ASSIGNMENT:
Report each line of the entries below that includes "BytesMut".

== EXTRACTED RECORDS ==

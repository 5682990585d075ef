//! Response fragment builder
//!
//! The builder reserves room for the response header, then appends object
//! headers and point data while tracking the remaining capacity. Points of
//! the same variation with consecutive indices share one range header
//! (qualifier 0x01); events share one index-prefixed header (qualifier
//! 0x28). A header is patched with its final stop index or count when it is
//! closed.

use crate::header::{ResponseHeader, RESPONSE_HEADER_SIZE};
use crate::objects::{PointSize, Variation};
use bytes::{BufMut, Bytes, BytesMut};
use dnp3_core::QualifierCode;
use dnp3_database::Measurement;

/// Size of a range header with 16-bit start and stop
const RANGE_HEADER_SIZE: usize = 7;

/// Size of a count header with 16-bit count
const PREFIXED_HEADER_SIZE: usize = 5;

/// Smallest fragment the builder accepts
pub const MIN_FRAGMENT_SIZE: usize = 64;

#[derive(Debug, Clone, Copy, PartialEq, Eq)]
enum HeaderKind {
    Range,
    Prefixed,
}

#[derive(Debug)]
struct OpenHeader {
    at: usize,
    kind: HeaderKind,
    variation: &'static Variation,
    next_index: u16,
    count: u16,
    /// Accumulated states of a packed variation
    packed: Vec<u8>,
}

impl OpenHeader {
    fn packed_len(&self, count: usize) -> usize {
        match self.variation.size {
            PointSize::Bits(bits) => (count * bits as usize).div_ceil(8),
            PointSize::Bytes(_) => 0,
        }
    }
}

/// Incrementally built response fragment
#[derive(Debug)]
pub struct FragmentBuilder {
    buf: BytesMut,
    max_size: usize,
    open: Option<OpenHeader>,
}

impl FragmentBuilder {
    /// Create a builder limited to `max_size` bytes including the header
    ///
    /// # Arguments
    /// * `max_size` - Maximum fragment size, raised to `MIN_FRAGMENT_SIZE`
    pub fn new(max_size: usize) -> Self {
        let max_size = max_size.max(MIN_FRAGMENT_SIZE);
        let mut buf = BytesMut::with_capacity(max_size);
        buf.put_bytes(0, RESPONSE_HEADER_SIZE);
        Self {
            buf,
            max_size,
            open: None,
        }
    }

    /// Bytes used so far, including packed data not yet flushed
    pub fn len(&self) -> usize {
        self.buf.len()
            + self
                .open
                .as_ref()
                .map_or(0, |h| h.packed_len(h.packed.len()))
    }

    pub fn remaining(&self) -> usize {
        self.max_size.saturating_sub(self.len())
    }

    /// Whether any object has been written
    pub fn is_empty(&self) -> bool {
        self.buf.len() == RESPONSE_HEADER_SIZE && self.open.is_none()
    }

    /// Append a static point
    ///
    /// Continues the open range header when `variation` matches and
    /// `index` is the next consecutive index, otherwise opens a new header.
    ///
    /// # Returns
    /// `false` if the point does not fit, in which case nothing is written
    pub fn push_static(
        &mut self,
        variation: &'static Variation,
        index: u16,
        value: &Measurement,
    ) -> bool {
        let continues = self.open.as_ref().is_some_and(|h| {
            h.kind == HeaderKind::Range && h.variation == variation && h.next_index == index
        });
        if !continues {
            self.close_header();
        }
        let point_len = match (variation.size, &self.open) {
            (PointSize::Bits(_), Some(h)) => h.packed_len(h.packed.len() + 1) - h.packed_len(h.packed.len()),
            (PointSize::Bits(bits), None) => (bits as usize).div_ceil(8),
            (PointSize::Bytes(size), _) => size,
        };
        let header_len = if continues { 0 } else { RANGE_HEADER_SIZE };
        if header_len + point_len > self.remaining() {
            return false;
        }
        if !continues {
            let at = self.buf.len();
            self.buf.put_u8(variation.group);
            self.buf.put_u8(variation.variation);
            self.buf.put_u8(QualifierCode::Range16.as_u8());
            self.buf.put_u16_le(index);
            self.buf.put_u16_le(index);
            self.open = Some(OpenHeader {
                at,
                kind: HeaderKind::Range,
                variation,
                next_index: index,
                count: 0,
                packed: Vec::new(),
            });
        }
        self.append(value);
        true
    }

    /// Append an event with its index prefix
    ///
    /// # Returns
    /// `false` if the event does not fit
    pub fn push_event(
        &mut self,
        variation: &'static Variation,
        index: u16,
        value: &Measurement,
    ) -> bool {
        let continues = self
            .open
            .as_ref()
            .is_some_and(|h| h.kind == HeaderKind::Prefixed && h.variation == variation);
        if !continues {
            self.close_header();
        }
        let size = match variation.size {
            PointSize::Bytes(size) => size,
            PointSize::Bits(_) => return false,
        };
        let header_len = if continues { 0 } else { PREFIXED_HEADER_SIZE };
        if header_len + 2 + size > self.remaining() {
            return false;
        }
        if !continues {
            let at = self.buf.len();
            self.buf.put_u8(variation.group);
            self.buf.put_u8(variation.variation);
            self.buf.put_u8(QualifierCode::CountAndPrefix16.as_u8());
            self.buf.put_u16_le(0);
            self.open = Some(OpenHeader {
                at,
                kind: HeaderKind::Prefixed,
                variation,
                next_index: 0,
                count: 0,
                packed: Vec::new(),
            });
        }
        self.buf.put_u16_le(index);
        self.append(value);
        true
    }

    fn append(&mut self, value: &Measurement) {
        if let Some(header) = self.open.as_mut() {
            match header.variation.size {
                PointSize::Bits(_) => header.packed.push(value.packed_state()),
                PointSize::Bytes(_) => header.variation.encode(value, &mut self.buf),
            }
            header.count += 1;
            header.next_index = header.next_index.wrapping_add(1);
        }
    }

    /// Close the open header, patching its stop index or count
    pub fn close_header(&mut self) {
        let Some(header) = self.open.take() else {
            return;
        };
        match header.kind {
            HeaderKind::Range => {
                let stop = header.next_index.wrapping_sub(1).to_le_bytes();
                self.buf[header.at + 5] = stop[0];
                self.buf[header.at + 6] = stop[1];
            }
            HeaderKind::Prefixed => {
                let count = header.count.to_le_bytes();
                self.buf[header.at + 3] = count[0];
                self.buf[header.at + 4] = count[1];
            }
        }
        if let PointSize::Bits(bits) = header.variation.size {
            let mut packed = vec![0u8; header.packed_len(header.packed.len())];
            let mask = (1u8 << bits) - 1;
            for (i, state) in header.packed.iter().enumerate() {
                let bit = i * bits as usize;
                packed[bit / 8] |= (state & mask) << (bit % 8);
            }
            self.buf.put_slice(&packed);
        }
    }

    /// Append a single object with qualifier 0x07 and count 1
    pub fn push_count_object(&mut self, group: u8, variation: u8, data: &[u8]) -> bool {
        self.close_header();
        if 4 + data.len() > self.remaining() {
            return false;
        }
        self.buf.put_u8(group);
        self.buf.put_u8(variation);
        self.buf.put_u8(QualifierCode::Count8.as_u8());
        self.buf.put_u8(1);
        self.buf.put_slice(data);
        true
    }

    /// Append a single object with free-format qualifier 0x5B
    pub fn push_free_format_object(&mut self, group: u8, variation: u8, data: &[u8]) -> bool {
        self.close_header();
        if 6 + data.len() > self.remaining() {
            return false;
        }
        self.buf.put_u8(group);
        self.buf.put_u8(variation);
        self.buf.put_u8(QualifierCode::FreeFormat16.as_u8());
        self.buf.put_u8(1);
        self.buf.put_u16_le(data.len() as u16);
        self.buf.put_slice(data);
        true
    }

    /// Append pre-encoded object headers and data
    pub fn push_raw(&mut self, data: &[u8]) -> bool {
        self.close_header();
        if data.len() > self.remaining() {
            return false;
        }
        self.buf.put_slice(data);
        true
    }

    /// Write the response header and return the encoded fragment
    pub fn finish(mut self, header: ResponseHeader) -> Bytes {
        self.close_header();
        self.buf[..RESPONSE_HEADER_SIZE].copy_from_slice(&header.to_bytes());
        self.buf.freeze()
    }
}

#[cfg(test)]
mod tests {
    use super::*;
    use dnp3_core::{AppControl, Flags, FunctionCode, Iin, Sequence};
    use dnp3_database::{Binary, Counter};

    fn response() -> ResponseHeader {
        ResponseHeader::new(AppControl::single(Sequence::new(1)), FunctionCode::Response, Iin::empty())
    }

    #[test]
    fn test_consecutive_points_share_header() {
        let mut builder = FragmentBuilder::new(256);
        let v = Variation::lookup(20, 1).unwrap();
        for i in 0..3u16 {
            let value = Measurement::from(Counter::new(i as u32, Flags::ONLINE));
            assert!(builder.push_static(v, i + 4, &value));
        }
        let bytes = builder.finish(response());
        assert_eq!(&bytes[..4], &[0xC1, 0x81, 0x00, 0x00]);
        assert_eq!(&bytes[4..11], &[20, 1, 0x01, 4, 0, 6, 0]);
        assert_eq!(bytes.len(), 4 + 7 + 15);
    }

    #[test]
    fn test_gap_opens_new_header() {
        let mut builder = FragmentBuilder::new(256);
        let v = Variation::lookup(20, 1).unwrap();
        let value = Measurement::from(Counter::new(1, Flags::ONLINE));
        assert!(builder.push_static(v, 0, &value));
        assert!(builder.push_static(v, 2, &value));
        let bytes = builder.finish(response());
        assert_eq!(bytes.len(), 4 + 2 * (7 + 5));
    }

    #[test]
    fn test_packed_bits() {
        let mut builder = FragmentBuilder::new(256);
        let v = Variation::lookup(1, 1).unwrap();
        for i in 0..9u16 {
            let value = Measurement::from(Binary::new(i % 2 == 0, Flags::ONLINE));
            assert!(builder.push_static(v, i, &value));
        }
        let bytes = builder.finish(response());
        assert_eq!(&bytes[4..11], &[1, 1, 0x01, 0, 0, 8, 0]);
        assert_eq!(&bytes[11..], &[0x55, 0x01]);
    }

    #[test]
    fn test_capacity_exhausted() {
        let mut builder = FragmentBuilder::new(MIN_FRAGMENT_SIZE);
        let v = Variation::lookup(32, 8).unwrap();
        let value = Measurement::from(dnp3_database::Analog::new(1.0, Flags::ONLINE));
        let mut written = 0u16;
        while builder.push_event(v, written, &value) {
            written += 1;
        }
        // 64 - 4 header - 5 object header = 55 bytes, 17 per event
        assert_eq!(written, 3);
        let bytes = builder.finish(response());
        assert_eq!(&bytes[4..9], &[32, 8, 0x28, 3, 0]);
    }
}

===

YOUR RESPONSE:
use bytes::{BufMut, Bytes, BytesMut};
    buf: BytesMut,
        let mut buf = BytesMut::with_capacity(max_size);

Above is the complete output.